Additionally, the board awarded a contract Tuesday for a new statewide marketing initiative focused on preventing and reducing tobacco use and obesity for Oklahoma’s youth. The Board also approved new Healthy Living Program 2.0 grants that will target 37 counties in the state.

“The coronavirus pandemic has shown that prevention is more important than ever for public health,” said TSET Board of Directors Chair Bruce Benjamin, Ph.D. “Those with underlying conditions like diabetes, high blood pressure, or heart or lung disease are more likely to experience serious complications and death from the coronavirus.

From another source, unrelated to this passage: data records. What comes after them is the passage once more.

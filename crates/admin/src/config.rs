//! Admin configuration loaded from environment variables.
//!
//! # Environment Variables
//!
//! ## Required
//! - `ADMIN_DATABASE_URL` - `PostgreSQL` connection string
//! - `ADMIN_BASE_URL` - Public URL for the admin API
//! - `ADMIN_SESSION_SECRET` - Session signing secret (min 32 chars, high entropy)
//! - `OTP_API_URL` - Base URL of the OTP/SMS provider
//! - `OTP_API_KEY` - OTP/SMS provider bearer token
//!
//! ## Optional
//! - `ADMIN_HOST` - Bind address (default: 127.0.0.1)
//! - `ADMIN_PORT` - Listen port (default: 3001)
//! - `OTP_SIGNATURE` - SMS sender signature (default: boutique)
//! - `DELIVERY_SMS_ENABLED` - Send a thank-you SMS when an order is marked
//!   delivered (default: false)
//! - `SENTRY_DSN` - Sentry error tracking DSN
//! - `SENTRY_ENVIRONMENT` - Sentry environment name
//! - `SENTRY_SAMPLE_RATE` / `SENTRY_TRACES_SAMPLE_RATE` - Sample rates
//!
//! ## Optional (TLS)
//! - `ADMIN_TLS_CERT` - PEM-encoded certificate chain
//! - `ADMIN_TLS_KEY` - PEM-encoded private key

use std::collections::HashMap;
use std::net::{IpAddr, SocketAddr};

use secrecy::{ExposeSecret, SecretString};
use thiserror::Error;

const MIN_SESSION_SECRET_LENGTH: usize = 32;
const MIN_ENTROPY_BITS_PER_CHAR: f64 = 3.3;
const DEFAULT_SMS_SIGNATURE: &str = "boutique";

/// Blocklist of common placeholder patterns (case-insensitive)
const PLACEHOLDER_PATTERNS: &[&str] = &[
    "your-",
    "changeme",
    "replace",
    "placeholder",
    "example",
    "secret",
    "password",
    "xxx",
    "todo",
    "fixme",
    "insert",
    "enter-",
    "put-your",
    "add-your",
];

/// Configuration errors that can occur during loading.
#[derive(Debug, Error)]
pub enum ConfigError {
    #[error("Missing environment variable: {0}")]
    MissingEnvVar(String),
    #[error("Invalid environment variable {0}: {1}")]
    InvalidEnvVar(String, String),
    #[error("Insecure secret in {0}: {1}")]
    InsecureSecret(String, String),
}

/// Admin application configuration.
#[derive(Debug, Clone)]
pub struct AdminConfig {
    /// `PostgreSQL` database connection URL (contains password)
    pub database_url: SecretString,
    /// IP address to bind the server to
    pub host: IpAddr,
    /// Port to listen on
    pub port: u16,
    /// Public base URL for the admin API
    pub base_url: String,
    /// Session signing secret
    pub session_secret: SecretString,
    /// OTP/SMS provider configuration
    pub otp: OtpConfig,
    /// Sentry DSN for error tracking
    pub sentry_dsn: Option<String>,
    /// Sentry environment (e.g., "development", "staging", "production")
    pub sentry_environment: Option<String>,
    /// Sentry error sample rate (0.0 to 1.0)
    pub sentry_sample_rate: f32,
    /// Sentry traces sample rate for performance monitoring (0.0 to 1.0)
    pub sentry_traces_sample_rate: f32,
    /// TLS configuration for HTTPS (optional)
    pub tls: Option<TlsConfig>,
}

/// OTP/SMS provider configuration.
///
/// Implements `Debug` manually to redact the API key.
#[derive(Clone)]
pub struct OtpConfig {
    /// Provider base URL; the `send`, `verify`, and `sms` endpoints are
    /// appended to it.
    pub api_url: String,
    /// Provider bearer token
    pub api_key: SecretString,
    /// SMS sender signature attached to every message
    pub signature: String,
    /// Whether to text the customer when an order is marked delivered
    pub delivery_sms_enabled: bool,
}

impl std::fmt::Debug for OtpConfig {
    fn fmt(&self, f: &mut std::fmt::Formatter<'_>) -> std::fmt::Result {
        f.debug_struct("OtpConfig")
            .field("api_url", &self.api_url)
            .field("api_key", &"[REDACTED]")
            .field("signature", &self.signature)
            .field("delivery_sms_enabled", &self.delivery_sms_enabled)
            .finish()
    }
}

impl OtpConfig {
    fn from_env() -> Result<Self, ConfigError> {
        Ok(Self {
            api_url: get_required_env("OTP_API_URL")?,
            api_key: get_validated_secret("OTP_API_KEY")?,
            signature: get_env_or_default("OTP_SIGNATURE", DEFAULT_SMS_SIGNATURE),
            delivery_sms_enabled: get_optional_env("DELIVERY_SMS_ENABLED")
                .is_some_and(|v| v == "true" || v == "1"),
        })
    }
}

/// TLS configuration for HTTPS.
#[derive(Clone)]
pub struct TlsConfig {
    /// PEM-encoded certificate chain
    pub cert_pem: String,
    /// PEM-encoded private key
    pub key_pem: SecretString,
}

impl std::fmt::Debug for TlsConfig {
    fn fmt(&self, f: &mut std::fmt::Formatter<'_>) -> std::fmt::Result {
        f.debug_struct("TlsConfig")
            .field("cert_pem", &"[CERTIFICATE]")
            .field("key_pem", &"[REDACTED]")
            .finish()
    }
}

impl TlsConfig {
    fn from_env() -> Result<Option<Self>, ConfigError> {
        let cert_pem = get_optional_env("ADMIN_TLS_CERT");
        let key_pem = get_optional_env("ADMIN_TLS_KEY");

        match (cert_pem, key_pem) {
            (Some(cert), Some(key)) => Ok(Some(Self {
                cert_pem: cert,
                key_pem: SecretString::from(key),
            })),
            (None, None) => Ok(None),
            _ => Err(ConfigError::InvalidEnvVar(
                "ADMIN_TLS_*".to_string(),
                "Both ADMIN_TLS_CERT and ADMIN_TLS_KEY must be set together".to_string(),
            )),
        }
    }
}

impl AdminConfig {
    /// Load configuration from environment variables.
    ///
    /// Calls `dotenvy::dotenv()` to load from `.env` file if present.
    ///
    /// # Errors
    ///
    /// Returns `ConfigError` if required variables are missing, invalid, or
    /// if secrets fail validation (placeholder detection, entropy check).
    pub fn from_env() -> Result<Self, ConfigError> {
        // Load .env file if present (ignore errors if not found)
        let _ = dotenvy::dotenv();

        let database_url = get_database_url("ADMIN_DATABASE_URL")?;
        let host = get_env_or_default("ADMIN_HOST", "127.0.0.1")
            .parse::<IpAddr>()
            .map_err(|e| ConfigError::InvalidEnvVar("ADMIN_HOST".to_string(), e.to_string()))?;
        let port = get_env_or_default("ADMIN_PORT", "3001")
            .parse::<u16>()
            .map_err(|e| ConfigError::InvalidEnvVar("ADMIN_PORT".to_string(), e.to_string()))?;
        let base_url = get_required_env("ADMIN_BASE_URL")?;
        let session_secret = get_validated_secret("ADMIN_SESSION_SECRET")?;
        validate_session_secret(&session_secret, "ADMIN_SESSION_SECRET")?;

        let otp = OtpConfig::from_env()?;
        let sentry_dsn = get_optional_env("SENTRY_DSN");
        let sentry_environment = get_optional_env("SENTRY_ENVIRONMENT");
        let sentry_sample_rate = get_optional_env("SENTRY_SAMPLE_RATE")
            .and_then(|s| s.parse().ok())
            .unwrap_or(1.0);
        let sentry_traces_sample_rate = get_optional_env("SENTRY_TRACES_SAMPLE_RATE")
            .and_then(|s| s.parse().ok())
            .unwrap_or(1.0);
        let tls = TlsConfig::from_env()?;

        Ok(Self {
            database_url,
            host,
            port,
            base_url,
            session_secret,
            otp,
            sentry_dsn,
            sentry_environment,
            sentry_sample_rate,
            sentry_traces_sample_rate,
            tls,
        })
    }

    /// Returns the socket address for binding the server.
    #[must_use]
    pub const fn socket_addr(&self) -> SocketAddr {
        SocketAddr::new(self.host, self.port)
    }
}

// =============================================================================
// Helper Functions
// =============================================================================

/// Get a required environment variable.
fn get_required_env(key: &str) -> Result<String, ConfigError> {
    std::env::var(key).map_err(|_| ConfigError::MissingEnvVar(key.to_string()))
}

/// Get database URL with fallback to generic `DATABASE_URL` (used by Fly.io postgres attach).
fn get_database_url(primary_key: &str) -> Result<SecretString, ConfigError> {
    // Try primary key first (e.g., ADMIN_DATABASE_URL)
    if let Ok(value) = std::env::var(primary_key) {
        return Ok(SecretString::from(value));
    }
    // Fallback to generic DATABASE_URL (set by Fly.io postgres attach)
    if let Ok(value) = std::env::var("DATABASE_URL") {
        return Ok(SecretString::from(value));
    }
    Err(ConfigError::MissingEnvVar(primary_key.to_string()))
}

/// Get an optional environment variable.
fn get_optional_env(key: &str) -> Option<String> {
    std::env::var(key).ok()
}

/// Get an environment variable with a default value.
fn get_env_or_default(key: &str, default: &str) -> String {
    std::env::var(key).unwrap_or_else(|_| default.to_string())
}

/// Validate that a session secret meets minimum length requirements.
fn validate_session_secret(secret: &SecretString, var_name: &str) -> Result<(), ConfigError> {
    let value = secret.expose_secret();
    if value.len() < MIN_SESSION_SECRET_LENGTH {
        return Err(ConfigError::InsecureSecret(
            var_name.to_string(),
            format!(
                "must be at least {} characters (got {})",
                MIN_SESSION_SECRET_LENGTH,
                value.len()
            ),
        ));
    }
    Ok(())
}

/// Calculate Shannon entropy in bits per character.
fn shannon_entropy(s: &str) -> f64 {
    if s.is_empty() {
        return 0.0;
    }

    let mut freq: HashMap<char, usize> = HashMap::new();
    for c in s.chars() {
        *freq.entry(c).or_insert(0) += 1;
    }

    #[allow(clippy::cast_precision_loss)] // String length will never exceed f64 precision
    let len = s.len() as f64;
    freq.values()
        .map(|&count| {
            #[allow(clippy::cast_precision_loss)] // Character count will never exceed f64 precision
            let p = count as f64 / len;
            -p * p.log2()
        })
        .sum()
}

/// Validate that a secret is not a placeholder and has sufficient entropy.
fn validate_secret_strength(secret: &str, var_name: &str) -> Result<(), ConfigError> {
    let lower = secret.to_lowercase();

    // Check blocklist
    for pattern in PLACEHOLDER_PATTERNS {
        if lower.contains(pattern) {
            return Err(ConfigError::InsecureSecret(
                var_name.to_string(),
                format!("appears to be a placeholder (contains '{pattern}')"),
            ));
        }
    }

    // Check entropy (real secrets like API keys have high entropy)
    let entropy = shannon_entropy(secret);
    if entropy < MIN_ENTROPY_BITS_PER_CHAR {
        return Err(ConfigError::InsecureSecret(
            var_name.to_string(),
            format!(
                "entropy too low ({entropy:.2} bits/char, need >= {MIN_ENTROPY_BITS_PER_CHAR:.1}). Use a randomly generated secret."
            ),
        ));
    }

    Ok(())
}

/// Load and validate a secret from environment.
fn get_validated_secret(key: &str) -> Result<SecretString, ConfigError> {
    let value = get_required_env(key)?;
    validate_secret_strength(&value, key)?;
    Ok(SecretString::from(value))
}

#[cfg(test)]
#[allow(clippy::unwrap_used)]
mod tests {
    use super::*;

    #[test]
    fn test_shannon_entropy_empty() {
        assert!((shannon_entropy("") - 0.0).abs() < f64::EPSILON);
    }

    #[test]
    fn test_shannon_entropy_single_char() {
        // All same character = 0 entropy
        assert!((shannon_entropy("aaaaaaa") - 0.0).abs() < f64::EPSILON);
    }

    #[test]
    fn test_shannon_entropy_two_chars() {
        // "ab" has entropy of 1 bit per char (50% a, 50% b)
        let entropy = shannon_entropy("ab");
        assert!((entropy - 1.0).abs() < 0.01);
    }

    #[test]
    fn test_shannon_entropy_high() {
        // Random-looking string should have high entropy
        let entropy = shannon_entropy("aB3$xY9!mK2@nL5#");
        assert!(entropy > 3.3);
    }

    #[test]
    fn test_validate_secret_strength_placeholder() {
        let result = validate_secret_strength("your-api-key-here", "TEST_VAR");
        assert!(result.is_err());
        let err = result.unwrap_err();
        assert!(matches!(err, ConfigError::InsecureSecret(_, _)));
    }

    #[test]
    fn test_validate_secret_strength_low_entropy() {
        let result = validate_secret_strength("aaaaaaaaaaaaaaaaaaaaaaaaaaaaaaaaa", "TEST_VAR");
        assert!(result.is_err());
        let err = result.unwrap_err();
        assert!(matches!(err, ConfigError::InsecureSecret(_, _)));
    }

    #[test]
    fn test_validate_secret_strength_valid() {
        // High-entropy random string
        let result = validate_secret_strength("aB3$xY9!mK2@nL5#pQ7&rT0*uW4^zC6", "TEST_VAR");
        assert!(result.is_ok());
    }

    #[test]
    fn test_validate_session_secret_too_short() {
        let secret = SecretString::from("short");
        let result = validate_session_secret(&secret, "TEST_SESSION");
        assert!(result.is_err());
    }

    #[test]
    fn test_validate_session_secret_valid_length() {
        let secret = SecretString::from("a".repeat(32));
        let result = validate_session_secret(&secret, "TEST_SESSION");
        assert!(result.is_ok());
    }

    #[test]
    fn test_socket_addr() {
        let config = AdminConfig {
            database_url: SecretString::from("postgres://localhost/test"),
            host: "127.0.0.1".parse().unwrap(),
            port: 3001,
            base_url: "http://localhost:3001".to_string(),
            session_secret: SecretString::from("x".repeat(32)),
            otp: OtpConfig {
                api_url: "https://sms.example.test/api/otp/".to_string(),
                api_key: SecretString::from("test_key"),
                signature: DEFAULT_SMS_SIGNATURE.to_string(),
                delivery_sms_enabled: false,
            },
            sentry_dsn: None,
            sentry_environment: None,
            sentry_sample_rate: 1.0,
            sentry_traces_sample_rate: 1.0,
            tls: None,
        };

        let addr = config.socket_addr();
        assert_eq!(addr.ip().to_string(), "127.0.0.1");
        assert_eq!(addr.port(), 3001);
    }

    #[test]
    fn test_otp_config_debug_redacts_secrets() {
        let config = OtpConfig {
            api_url: "https://sms.example.test/api/otp/".to_string(),
            api_key: SecretString::from("super_secret_provider_key"),
            signature: "boutique".to_string(),
            delivery_sms_enabled: true,
        };

        let debug_output = format!("{config:?}");

        // Public fields should be visible
        assert!(debug_output.contains("https://sms.example.test/api/otp/"));
        assert!(debug_output.contains("boutique"));

        // Secret fields should be redacted
        assert!(debug_output.contains("[REDACTED]"));
        assert!(!debug_output.contains("super_secret_provider_key"));
    }
}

“The TSET Board of Directors approved investment in ensuring that Oklahomans have access to healthy food at a time when too many of our neighbors are struggling to feed their families,” Benjamin said. “We are investing in building healthier communities in the areas where we see the greatest health disparities, and we’re investing in Oklahoma’s future by helping youth develop healthy habits at a young age.”

Food Insecurity Addressed

Funding set aside to address food security creates a new opportunity for projects that could include support for food access and distribution systems in Oklahoma or other programs that increase access to nutritious foods. The board allocated up to $1 million to be awarded for short-term projects.

Food insecurity, already a problem in Oklahoma, has worsened since the coronavirus pandemic began. At the end of April, more than one in five households in the United States, and two in five households with mothers with children 12 and under, were food insecure, according to preliminary national surveys.

Potential funding recipients could include non-profits providing services in Oklahoma, state and local government organizations and tribal nations already working in the food security arena. Additional information on the funding opportunity will be forthcoming.

Youth Contract Approved

The Board also approved a contract with Rescue, a marketing agency focused on health campaigns, to launch a statewide education campaign focused on Oklahoma youth ages 13 through 18. Funding begins July 1 with the first messaging expected to begin in September. The plan calls for an investment of $2.5 million a year over five years with specific behavior change benchmarks to be reached around tobacco use, prevention and cessation and obesity prevention and reduction.

“Over the last two years, a vaping epidemic among youth has erased two decades of gains in the fight against youth tobacco use,” said Michelle Stephens, vice chair of the TSET Board of Directors. “We know that healthy habits learned at a young age are more likely to last for a lifetime. Ensuring a healthy future for our state means focusing on Oklahoma’s children today.”

The specific focus on youth prevention would be a new program under TSET’s public education efforts and will complement Tobacco Stops With Me, that seeks to educate Oklahoma adults on the hazards of tobacco use and secondhand smoke and Shape Your Future, which educates parents and families on eating better, moving more and living tobacco free.

New five-year community grants approved

The Board also awarded nearly $7 million to 35 organizations serving 37 counties through the TSET Healthy Living Program 2.0 program. The new grant program will begin July 1.

“The second generation of TSET Healthy Living Program takes a comprehensive, community approach to health and looks for ways for targeted high-impact interventions,” said TSET Executive Director Julie Bisbee. “This initiative builds on years of success through multiple community based programs funded by TSET. It places a laser focus on communities with the greatest need.”

The five-year grants, renewable annually, will support communities in developing strategies, programs and policies to improve health by preventing or reducing tobacco use, improving nutrition, and increasing physical activity in an effort to decrease premature death in Oklahoma. The program prioritizes work in communities where health risk factors – tobacco use, poor nutrition and sedentary lifestyle — are among the highest.

Recipients of the TSET Healthy Living Program 2.0:

Muskogee County Health Department, $219,946.

Cherokee County Health Services Council, $220,000.